Que la Turquie ait pu ainsi être investie, grâce à un chantage politique et financier, du rôle de partenaire indispensable auprès de l’UE ne peut que provoquer colère et indignation.

Accord de la honte parce que pas un mot n’est dit sur la chasse aux sorcières organisée par le régime autoritaire turc contre les démocrates, les journalistes, les avocats, les universitaires, les élus qu’ils soient kurdes ou turcs pour peu qu’ils osent tenir un discours différent de celui qui se prend pour un nouvel empereur ottoman . Erdogan, qui cite Hitler comme référence, ose déclarer « les terroristes ne sont pas seulement ceux qui brandissent des armes mais aussi ceux qui ont un stylo entre les mains ». Un stylo n’était-ce pas l’arme des journalistes de Charlie sauvagement assassinés ? Une telle politique porte un nom : cela s’appelle le fascisme !

Accord de la honte parce que le gouvernement turc mène sur son territoire une guerre sans merci contre les Kurdes, intervient en Syrie contre les Kurdes syriens qui combattent Daesh que la Turquie n’a cessé depuis des années de soutenir et d’utiliser pour ses intérêts de puissance régionale.

Cet accord honteux se fait, une fois de plus, en sacrifiant le peuple kurde.
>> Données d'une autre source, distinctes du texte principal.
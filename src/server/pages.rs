use handlebars::Handlebars;
use serde::Serialize;

use crate::error::Result;

/// Template name and the `page` key the navigation highlights for it.
#[derive(Debug, Clone, Copy, PartialEq, Eq)]
pub enum Page {
    Index,
    Count,
    Names,
    SpareParts,
}

impl Page {
    pub fn template(self) -> &'static str {
        match self {
            Page::Index => "index",
            Page::Count => "count",
            Page::Names => "names",
            Page::SpareParts => "spare_parts",
        }
    }

    pub fn key(self) -> &'static str {
        match self {
            Page::Index => "index",
            Page::Count => "product_count",
            Page::Names => "product_names",
            Page::SpareParts => "product_spare_parts",
        }
    }
}

#[derive(Serialize)]
struct PageContext<'a, T: Serialize> {
    page: &'static str,
    #[serde(flatten)]
    view: &'a T,
}

#[derive(Serialize)]
struct Empty {}

/// Compiled HTML templates, embedded at build time.
pub struct Pages {
    registry: Handlebars<'static>,
}

impl Pages {
    pub fn new() -> Result<Self> {
        let mut registry = Handlebars::new();
        registry.register_partial("header", include_str!("../../templates/partials/header.hbs"))?;
        registry.register_partial("footer", include_str!("../../templates/partials/footer.hbs"))?;
        registry.register_template_string("index", include_str!("../../templates/index.hbs"))?;
        registry.register_template_string("count", include_str!("../../templates/count.hbs"))?;
        registry.register_template_string("names", include_str!("../../templates/names.hbs"))?;
        registry.register_template_string(
            "spare_parts",
            include_str!("../../templates/spare_parts.hbs"),
        )?;
        Ok(Self { registry })
    }

    pub fn render<T: Serialize>(&self, page: Page, view: &T) -> Result<String> {
        let context = PageContext {
            page: page.key(),
            view,
        };
        Ok(self.registry.render(page.template(), &context)?)
    }

    pub fn render_index(&self) -> Result<String> {
        self.render(Page::Index, &Empty {})
    }
}

#[cfg(test)]
mod tests {
    use super::*;
    use crate::catalog::traverse::SparePartsResult;
    use crate::views::{CountView, NamesView, ProductParts, SparePartsView};

    #[test]
    fn index_heading_and_active_nav() {
        let html = Pages::new().unwrap().render_index().unwrap();
        assert!(html.contains("<h1>XML API</h1>"));
        assert!(html.contains(r#"<a href="/" class="active">"#));
        assert!(!html.contains(r#"<a href="/products/count" class="active">"#));
    }

    #[test]
    fn count_shows_zero_discontinued() {
        let pages = Pages::new().unwrap();
        let html = pages
            .render(
                Page::Count,
                &CountView {
                    product_count: 12,
                    discontinued_count: Some(0),
                },
            )
            .unwrap();
        assert!(html.contains("<h1>Počet produktů</h1>"));
        assert!(html.contains(r#"<strong class="product-count">12</strong>"#));
        assert!(html.contains(r#"<strong class="discontinued-count">0</strong>"#));
        assert!(html.contains(r#"<a href="/products/count" class="active">"#));

        let html = pages
            .render(
                Page::Count,
                &CountView {
                    product_count: 3,
                    discontinued_count: None,
                },
            )
            .unwrap();
        assert!(!html.contains("discontinued-count"));
    }

    #[test]
    fn names_are_escaped() {
        let html = Pages::new()
            .unwrap()
            .render(
                Page::Names,
                &NamesView {
                    product_names: vec!["Saw <XL>".into(), "Rake".into()],
                },
            )
            .unwrap();
        assert!(html.contains("<h1>Názvy produktů</h1>"));
        assert!(html.contains("<li>Saw &lt;XL&gt;</li>"));
        assert!(html.contains("<li>Rake</li>"));
    }

    #[test]
    fn spare_parts_render_chain() {
        let view = SparePartsView {
            categories: vec![SparePartsResult {
                items: vec!["Blade".into()],
                parents: vec!["Garden".into(), "Mowers".into()],
            }],
            products: vec![ProductParts {
                name: "Lawn mower".into(),
                parts: vec!["Blade".into()],
            }],
        };
        let html = Pages::new().unwrap().render(Page::SpareParts, &view).unwrap();
        assert!(html.contains("<h1>Náhradní díly</h1>"));
        assert!(html.contains("Garden &gt; Mowers"));
        assert!(html.contains("<strong>Lawn mower</strong>"));
    }
}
Celui-ci n’est pas une monnaie d’échanges que l’on peut troquer à sa guise ; c’est un peuple qui, comme tous les peuples du monde, a des droits légitimes.
Or, Erdogan a rompu les négociations en vue d’une solution politique au Kurdistan et livre une véritable guerre contre le peuple kurde : les villes kurdes sont bombardées, assiégées ; le nombre de victimes civiles se chiffrent par centaines ; 1,5 millions de personnes vivent un blocus en vivres, eau, électricité, médicaments. 250 000 civils ont été poussés à l’exode. La Turquie est au bord de la guerre civile. Les témoignages qui nous parviennent de la délégation française qui s’est rendue à Diyarbakir à l’occasion du Newroz (Nouvel an kurde) sont terribles.
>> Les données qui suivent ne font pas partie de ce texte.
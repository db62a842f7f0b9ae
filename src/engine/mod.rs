pub mod pipeline;

pub use pipeline::CatalogEngine;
Il est urgent d’arrêter cet engrenage de violences destructrices, de faire cesser le silence qui les entoure, de revenir au processus de dialogue, unique voie permettant de créer les conditions d’une paix immédiate et durable en Turquie. Cette voie est indissociable de la reconnaissance des droits légitimes du peuple kurde dans ce pays. Pour cela, il faut cesser de considérer Erdogan comme un partenaire légitime. C’est indigne de la France

A la prochaine réunion du Sommet européen, la France doit exiger le rejet de cet accord.